We study the problem of finding optimal sparse, manifold-aligned counterfactual explanations for classifiers. Canonically, this can be formulated as an optimization problem with multiple non-convex components, including classifier loss functions and manifold alignment (or \emph{plausibility}) metrics. The added complexity of enforcing \emph{sparsity}, or shorter explanations, complicates the problem further. Existing methods often focus on specific models and plausibility measures, relying on convex $\ell_1$ regularizers to enforce sparsity. In this paper, we tackle the canonical formulation using the accelerated proximal gradient (APG) method, a simple yet efficient first-order procedure capable of handling smooth non-convex objectives and non-smooth $\ell_p$ (where $0 \leq p < 1$) regularizers. This enables our approach to seamlessly incorporate various classifiers and plausibility measures while producing sparser solutions.
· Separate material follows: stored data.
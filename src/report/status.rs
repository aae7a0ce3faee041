use serde::Serialize;

use super::error::{MissingComment, ReportError};
use crate::model::Report;

/// Workflow position of a report. Only `finalized` is stored; the rest is
/// always derived from the current field values.
#[derive(Debug, Clone, Copy, PartialEq, Eq, PartialOrd, Ord, Hash, Serialize)]
#[serde(rename_all = "camelCase")]
pub enum ReportStatus {
    InProgress,
    AwaitingClassTeacher,
    ReadyToFinalize,
    Finalized,
}

#[derive(Debug, Clone, PartialEq, Eq, Serialize)]
#[serde(rename_all = "camelCase")]
pub struct Readiness {
    pub status: ReportStatus,
    pub missing_subject_comments: Vec<MissingComment>,
    pub overall_comment_missing: bool,
}

pub fn readiness(report: &Report) -> Readiness {
    let missing: Vec<MissingComment> = report
        .subject_reports
        .iter()
        .filter(|sr| !sr.has_comment())
        .map(|sr| MissingComment {
            subject_id: sr.subject_id.clone(),
            subject_name: sr.subject_name.clone(),
        })
        .collect();
    let overall_missing = !report.has_overall_comment();

    let status = if report.finalized {
        ReportStatus::Finalized
    } else if !missing.is_empty() {
        ReportStatus::InProgress
    } else if overall_missing {
        ReportStatus::AwaitingClassTeacher
    } else {
        ReportStatus::ReadyToFinalize
    };

    Readiness {
        status,
        missing_subject_comments: missing,
        overall_comment_missing: overall_missing,
    }
}

pub fn status(report: &Report) -> ReportStatus {
    readiness(report).status
}

/// Gate for the only mutating transition, ReadyToFinalize -> Finalized.
pub fn check_finalizable(report: &Report) -> Result<(), ReportError> {
    let r = readiness(report);
    match r.status {
        ReportStatus::ReadyToFinalize => Ok(()),
        ReportStatus::Finalized => Err(ReportError::locked(&report.id)),
        ReportStatus::InProgress | ReportStatus::AwaitingClassTeacher => {
            Err(ReportError::NotReady {
                report_id: report.id.clone(),
                missing_subjects: r.missing_subject_comments,
                overall_comment_missing: r.overall_comment_missing,
            })
        }
    }
}

#[cfg(test)]
mod tests {
    use super::*;
    use crate::calc::Letter;
    use crate::model::{ClassGroup, SubjectReport};

    fn subject(id: &str, comment: Option<&str>) -> SubjectReport {
        SubjectReport {
            subject_id: id.to_string(),
            subject_name: id.to_uppercase(),
            coursework_mark: Some(70.0),
            exam_mark: None,
            final_mark: Some(70.0),
            final_grade: Letter::B,
            comment: comment.map(str::to_string),
            comment_by: comment.map(|_| "t-1".to_string()),
            enrolled: true,
        }
    }

    fn report(subjects: Vec<SubjectReport>, overall: Option<&str>) -> Report {
        Report {
            id: "r-1".to_string(),
            student_id: "stu-1".to_string(),
            student_name: "Moyo, Tariro".to_string(),
            class_group: ClassGroup {
                id: "cg-1".to_string(),
                name: "Form 2A".to_string(),
                form: "2".to_string(),
                section: "A".to_string(),
            },
            term: "Term 1".to_string(),
            academic_year: "2026".to_string(),
            subject_reports: subjects,
            overall_comment: overall.map(str::to_string),
            overall_comment_by: overall.map(|_| "ct-1".to_string()),
            finalized: false,
            finalized_at: None,
            finalized_by: None,
            version: 1,
        }
    }

    #[test]
    fn states_follow_comment_coverage() {
        let r = report(vec![subject("math", Some("ok")), subject("eng", None)], None);
        assert_eq!(status(&r), ReportStatus::InProgress);

        let r = report(vec![subject("math", Some("ok")), subject("eng", Some("ok"))], None);
        assert_eq!(status(&r), ReportStatus::AwaitingClassTeacher);

        let mut r = report(vec![subject("math", Some("ok"))], Some("Great term"));
        assert_eq!(status(&r), ReportStatus::ReadyToFinalize);
        r.finalized = true;
        assert_eq!(status(&r), ReportStatus::Finalized);
    }

    #[test]
    fn blank_comments_do_not_count() {
        let r = report(vec![subject("math", Some("   "))], Some("Fine"));
        assert_eq!(status(&r), ReportStatus::InProgress);
    }

    #[test]
    fn not_ready_names_what_is_missing() {
        let r = report(vec![subject("math", Some("ok")), subject("eng", None)], None);
        match check_finalizable(&r) {
            Err(ReportError::NotReady {
                missing_subjects,
                overall_comment_missing,
                ..
            }) => {
                assert_eq!(missing_subjects.len(), 1);
                assert_eq!(missing_subjects[0].subject_id, "eng");
                assert!(overall_comment_missing);
            }
            other => panic!("expected NotReady, got {:?}", other),
        }

        let ok = report(vec![subject("math", Some("ok"))], Some("done"));
        assert!(check_finalizable(&ok).is_ok());
    }
}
Our algorithm only requires differentiable data-manifold regularizers and supports box constraints for bounded feature ranges, ensuring the generated counterfactuals remain \emph{actionable}. Finally, experiments on real-world datasets demonstrate that our approach effectively produces sparse, manifold-aligned counterfactual explanations while maintaining proximity to the factual data and computational efficiency.

翻译：我们研究为分类器寻找最优稀疏且流形对齐的反事实解释的问题。该问题通常可表述为包含多个非凸分量的优化问题，包括分类器损失函数和流形对齐（或称为“合理性”）度量。强制“稀疏性”（即更简洁的解释）的额外复杂性进一步加剧了问题的难度。现有方法通常针对特定模型和合理性度量，依赖凸的ℓ₁正则化器来强制稀疏性。本文中，我们采用加速近端梯度（APG）方法处理该经典表述，这是一种简单而高效的一阶过程，能够处理光滑非凸目标和非光滑ℓₚ（其中0 ≤ p < 1）正则化器。这使得我们的方法能够无缝整合多种分类器和合理性度量，同时生成更稀疏的解。我们的算法仅需可微的数据流形正则化器，并支持有界特征范围的框约束，确保生成的反事实保持“可操作性”。最后，在真实数据集上的实验表明，我们的方法能有效生成稀疏且流形对齐的反事实解释，同时保持与事实数据的接近性和计算效率。